What you are asked to do — Transcribe the records in their entirety, exactly as given.

Material for this exercise —
-------
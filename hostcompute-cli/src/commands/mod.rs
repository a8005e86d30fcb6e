// SPDX-License-Identifier: Apache-2.0
// Copyright 2025 Ankit Kumar Pandey

//! CLI command modules.

pub mod run;
pub mod validate;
-------
Response to this task —
filename hostcompute-cli/src/commands/mod.rs
repository a8005e86d30fcb6e
// SPDX-License-Identifier: Apache-2.0
// Copyright 2025 Ankit Kumar Pandey

//! CLI command modules.

pub mod run;
pub mod validate;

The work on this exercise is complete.